Ansible describes the desired state of systems in YAML playbooks and applies those playbooks from a control node.

Core Terms

  • Control node: the machine where Ansible runs.
  • Inventory: the list of hosts and host groups being managed.
  • Playbook: a YAML file that defines one or more plays.
  • Play: a set of tasks executed against a target group.
  • Task: one automation step, such as installing a package.
  • Module: the implementation behind a task.
  • Role: a reusable structure for playbooks, templates, variables, and handlers.
  • Facts: system information collected from managed hosts.
  • Handler: a task that runs when notified by another task.

Execution Model

Ansible usually connects over SSH, sends the module logic to the remote host, and executes it there.
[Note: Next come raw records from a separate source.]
#[allow(clippy::excessive_precision)]
const LON_2: &[Term] = &[
    Term::new(0.00053033, 0.0, 0.0),
    Term::new(0.00002358, 2.2601, 74.7816),
    Term::new(0.00000769, 4.526, 11.046),
    Term::new(0.00000552, 3.258, 63.736),
    Term::new(0.00000542, 2.276, 3.932),
    Term::new(0.00000529, 4.923, 1.484),
    Term::new(0.00000258, 3.691, 3.181),
    Term::new(0.00000239, 5.858, 149.563),
    Term::new(0.00000182, 6.218, 70.849),
    Term::new(0.00000054, 1.44, 76.27),
    Term::new(0.00000049, 6.03, 56.62),
    Term::new(0.00000045, 3.91, 2.45),
    Term::new(0.00000045, 0.81, 85.83),
    Term::new(0.00000038, 1.78, 52.69),
    Term::new(0.00000037, 4.46, 2.97),
    Term::new(0.00000033, 0.86, 9.56),
    Term::new(0.00000029, 5.1, 73.3),
    Term::new(0.00000024, 2.11, 18.16),
    Term::new(0.00000022, 5.99, 138.52),
    Term::new(0.00000022, 4.82, 78.71),
    Term::new(0.00000021, 2.4, 77.96),
    Term::new(0.00000021, 2.17, 224.34),
    Term::new(0.00000017, 2.54, 145.63),
    Term::new(0.00000017, 3.47, 12.53),
    Term::new(0.00000012, 0.02, 22.09),
    Term::new(0.00000011, 0.08, 127.47),
    Term::new(0.0000001, 5.16, 71.6),
    Term::new(0.0000001, 4.46, 62.25),
    Term::new(0.00000009, 4.26, 7.11),
    Term::new(0.00000008, 5.5, 67.67),
    Term::new(0.00000007, 1.25, 5.42),
    Term::new(0.00000006, 3.36, 447.8),
    Term::new(0.00000006, 5.45, 65.22),
    Term::new(0.00000006, 4.52, 151.05),
    Term::new(0.00000006, 5.73, 462.02),
];

#[allow(clippy::excessive_precision)]
const LON_3: &[Term] = &[
    Term::new(0.00000121, 0.024, 74.782),
    Term::new(0.00000068, 4.12, 3.93),
    Term::new(0.00000053, 2.39, 11.05),
    Term::new(0.00000046, 0.0, 0.0),
    Term::new(0.00000045, 2.04, 3.18),
    Term::new(0.00000044, 2.96, 1.48),
    Term::new(0.00000025, 4.89, 63.74),
    Term::new(0.00000021, 4.55, 70.85),
    Term::new(0.0000002, 2.31, 149.56),
    Term::new(0.00000009, 1.58, 56.62),
    Term::new(0.00000004, 0.23, 18.16),
    Term::new(0.00000004, 5.39, 76.27),
    Term::new(0.00000004, 0.95, 77.96),
    Term::new(0.00000003, 4.98, 85.83),
    Term::new(0.00000003, 4.13, 52.69),
    Term::new(0.00000003, 0.37, 78.71),
    Term::new(0.00000002, 0.86, 145.63),
    Term::new(0.00000002, 5.66, 9.56),
];

#[allow(clippy::excessive_precision)]
const LON_4: &[Term] = &[
    Term::new(0.00000114, 3.142, 0.0),
    Term::new(0.00000006, 4.58, 74.78),
    Term::new(0.00000003, 0.35, 11.05),
    Term::new(0.00000001, 3.42, 56.62),
];

#[allow(clippy::excessive_precision)]
const LAT_0: &[Term] = &[
    Term::new(0.01346278, 2.6187781, 74.7815986),
    Term::new(0.00062341, 5.08111, 149.5632),
    Term::new(0.00061601, 3.14159, 0.0),
    Term::new(0.00009964, 1.616, 76.2661),
    Term::new(0.00009926, 0.5763, 73.2971),
    Term::new(0.00003259, 1.2612, 224.3448),
    Term::new(0.00002972, 2.2437, 1.4845),
    Term::new(0.0000201, 6.0555, 148.0787),
    Term::new(0.00001522, 0.2796, 63.7359),
    Term::new(0.00000924, 4.038, 151.048),
    Term::new(0.00000761, 6.14, 71.813),
    Term::new(0.00000522, 3.321, 138.517),
    Term::new(0.00000463, 0.743, 85.827),
    Term::new(0.00000437, 3.381, 529.691),
    Term::new(0.00000435, 0.341, 77.751),
    Term::new(0.00000431, 3.554, 213.299),
    Term::new(0.0000042, 5.213, 11.046),
    Term::new(0.00000245, 0.788, 2.969),
    Term::new(0.00000233, 2.257, 222.86),
    Term::new(0.00000216, 1.591, 38.133),
    Term::new(0.0000018, 3.725, 299.126),
    Term::new(0.00000175, 1.236, 146.594),
    Term::new(0.00000174, 1.937, 380.128),
    Term::new(0.0000016, 5.336, 111.43),
    Term::new(0.00000144, 5.962, 35.164),
    Term::new(0.00000116, 5.739, 70.849),
    Term::new(0.00000106, 0.941, 70.328),
    Term::new(0.00000102, 2.619, 78.714),
];

#[allow(clippy::excessive_precision)]
const LAT_1: &[Term] = &[
    Term::new(0.00206366, 4.123943, 74.781599),
    Term::new(0.00008563, 0.3382, 149.5632),
    Term::new(0.00001726, 2.1219, 73.2971),
    Term::new(0.00001374, 0.0, 0.0),
    Term::new(0.00001369, 3.0686, 76.2661),
    Term::new(0.00000451, 3.777, 1.484),
    Term::new(0.000004, 2.848, 224.345),
    Term::new(0.00000307, 1.255, 148.079),
    Term::new(0.00000154, 3.786, 63.736),
    Term::new(0.00000112, 5.573, 151.048),
    Term::new(0.00000111, 5.329, 138.517),
    Term::new(0.00000083, 3.59, 71.81),
    Term::new(0.00000056, 3.4, 85.83),
    Term::new(0.00000054, 1.7, 77.75),
    Term::new(0.00000042, 1.21, 11.05),
    Term::new(0.00000041, 4.45, 78.71),
    Term::new(0.00000032, 3.77, 222.86),
    Term::new(0.0000003, 2.56, 2.97),
    Term::new(0.00000027, 5.34, 213.3),
    Term::new(0.00000026, 0.42, 380.13),
];

#[allow(clippy::excessive_precision)]
const LAT_2: &[Term] = &[
    Term::new(0.00009212, 5.8004, 74.7816),
    Term::new(0.00000557, 0.0, 0.0),
    Term::new(0.00000286, 2.177, 149.563),
    Term::new(0.00000095, 3.84, 73.3),
    Term::new(0.00000045, 4.88, 76.27),
    Term::new(0.0000002, 5.46, 1.48),
    Term::new(0.00000015, 0.88, 138.52),
    Term::new(0.00000014, 2.85, 148.08),
    Term::new(0.00000014, 5.07, 63.74),
    Term::new(0.0000001, 5.0, 224.34),
    Term::new(0.00000008, 6.27, 78.71),
];

#[allow(clippy::excessive_precision)]
const LAT_3: &[Term] = &[
    Term::new(0.00000268, 1.251, 74.782),
    Term::new(0.00000011, 3.14, 0.0),
    Term::new(0.00000006, 4.01, 149.56),
    Term::new(0.00000003, 5.78, 73.3),
];

#[allow(clippy::excessive_precision)]
const LAT_4: &[Term] = &[
    Term::new(0.00000006, 2.85, 74.78),
];

#[allow(clippy::excessive_precision)]
const RAD_0: &[Term] = &[
    Term::new(19.21264848, 0.0, 0.0),
    Term::new(0.88784984, 5.60377527, 74.78159857),
    Term::new(0.03440836, 0.328361, 73.2971259),
    Term::new(0.02055653, 1.7829517, 149.5631971),
    Term::new(0.00649322, 4.522473, 76.266071),
    Term::new(0.00602248, 3.860038, 63.735898),
    Term::new(0.00496404, 1.401399, 454.909367),
    Term::new(0.00338526, 1.580027, 138.517497),
    Term::new(0.00243508, 1.570866, 71.812653),
    Term::new(0.00190522, 1.998094, 1.484473),
    Term::new(0.00161858, 2.791379, 148.078724),
    Term::new(0.00143706, 1.383686, 11.0457),
    Term::new(0.00093192, 0.17437, 36.64856),
    Term::new(0.00089806, 3.66105, 109.94569),
    Term::new(0.00071424, 4.24509, 224.3448),
    Term::new(0.00046677, 1.39977, 35.16409),
    Term::new(0.00039026, 3.36235, 277.03499),
    Term::new(0.0003901, 1.66971, 70.84945),
    Term::new(0.00036755, 3.88649, 146.59425),
    Term::new(0.00030349, 0.701, 151.04767),
    Term::new(0.00029156, 3.18056, 77.75054),
    Term::new(0.00025786, 3.78538, 85.8273),
    Term::new(0.0002562, 5.25656, 380.12777),
    Term::new(0.00022637, 0.72519, 529.69097),
    Term::new(0.00020473, 2.7964, 70.32818),
    Term::new(0.00020472, 1.55589, 202.2534),
    Term::new(0.00017901, 0.55455, 2.96895),
    Term::new(0.00015503, 5.35405, 38.13304),
    Term::new(0.00014702, 4.90434, 108.46122),
    Term::new(0.00012897, 2.62154, 111.43016),
    Term::new(0.00012328, 5.96039, 127.4718),
    Term::new(0.00011959, 1.75044, 984.60033),
    Term::new(0.00011853, 0.99343, 52.6902),
    Term::new(0.00011696, 3.29826, 3.93215),
    Term::new(0.00011495, 0.43774, 65.22037),
    Term::new(0.00010793, 1.42105, 213.2991),
    Term::new(0.00009111, 4.9964, 62.2514),
    Term::new(0.00008421, 5.2535, 222.8603),
    Term::new(0.00008402, 5.0388, 415.5525),
    Term::new(0.00007449, 0.7949, 351.8166),
    Term::new(0.00007329, 3.9728, 183.2428),
    Term::new(0.00006046, 5.6796, 78.7138),
    Term::new(0.00005524, 3.115, 9.5612),
    Term::new(0.00005445, 5.1058, 145.1098),
    Term::new(0.00005238, 2.6296, 33.6796),
    Term::new(0.00004079, 3.2206, 340.7709),
    Term::new(0.00003919, 4.2502, 39.6175),
    Term::new(0.00003802, 6.1099, 184.7273),
    Term::new(0.00003781, 3.4584, 456.3938),
    Term::new(0.00003687, 2.4872, 453.4249),
    Term::new(0.00003102, 4.1403, 219.8914),
    Term::new(0.00002963, 0.8298, 56.6224),
    Term::new(0.00002942, 0.4239, 299.1264),
    Term::new(0.0000294, 2.1464, 137.033),
    Term::new(0.00002938, 3.6766, 140.002),
    Term::new(0.00002865, 0.31, 12.5302),
    Term::new(0.00002538, 4.8546, 131.4039),
    Term::new(0.00002364, 0.4425, 554.07),
    Term::new(0.00002183, 2.9404, 305.3462),
];

#[allow(clippy::excessive_precision)]
const RAD_1: &[Term] = &[
    Term::new(0.01479896, 3.6720571, 74.7815986),
    Term::new(0.00071212, 6.22601, 63.7359),
    Term::new(0.00068627, 6.13411, 149.5632),
    Term::new(0.0002406, 3.14159, 0.0),
    Term::new(0.00021468, 2.60177, 76.26607),
    Term::new(0.00020857, 5.24625, 11.0457),
    Term::new(0.00011405, 0.01848, 70.84945),
    Term::new(0.00007497, 0.4236, 73.2971),
    Term::new(0.00004244, 1.4169, 85.8273),
    Term::new(0.00003927, 3.1551, 71.8127),
    Term::new(0.00003578, 2.3116, 224.3448),
    Term::new(0.00003506, 2.5835, 138.5175),
    Term::new(0.00003229, 5.255, 3.9322),
    Term::new(0.0000306, 0.1532, 1.4845),
    Term::new(0.00002564, 0.9808, 148.0787),
    Term::new(0.00002429, 3.9944, 52.6902),
    Term::new(0.00001645, 2.6535, 127.4718),
    Term::new(0.00001584, 1.4305, 78.7138),
    Term::new(0.00001508, 5.06, 151.0477),
    Term::new(0.0000149, 2.6756, 56.6224),
    Term::new(0.00001413, 4.5746, 202.2534),
    Term::new(0.00001403, 1.3699, 77.7505),
    Term::new(0.00001228, 1.047, 62.2514),
    Term::new(0.00001033, 0.2646, 131.4039),
    Term::new(0.00000992, 2.172, 65.22),
    Term::new(0.00000862, 5.055, 351.817),
    Term::new(0.00000744, 3.076, 35.164),
    Term::new(0.00000687, 2.499, 77.963),
    Term::new(0.00000647, 4.473, 70.328),
    Term::new(0.00000624, 0.863, 9.561),
    Term::new(0.00000604, 0.907, 984.6),
    Term::new(0.00000575, 3.231, 447.796),
    Term::new(0.00000562, 2.718, 462.023),
    Term::new(0.0000053, 5.917, 213.299),
    Term::new(0.00000528, 5.151, 2.969),
];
That makes it practical for orchestration and configuration without requiring long-running agents.

Why It Works Well

  • Tasks are usually idempotent.
  • Inventory and variables stay separate from task logic.
  • Playbooks are easy to read and review.
  • Roles make large automation codebases manageable.

Example Structure

- hosts: web
  become: true
  tasks:
    - name: Install nginx
      ansible.builtin.package:
        name: nginx
        state: present

Practical Notes

  • Keep your playbooks small and composable.
  • Use roles once the same pattern appears more than once.
  • Treat variables as part of the contract, not hidden implementation detail.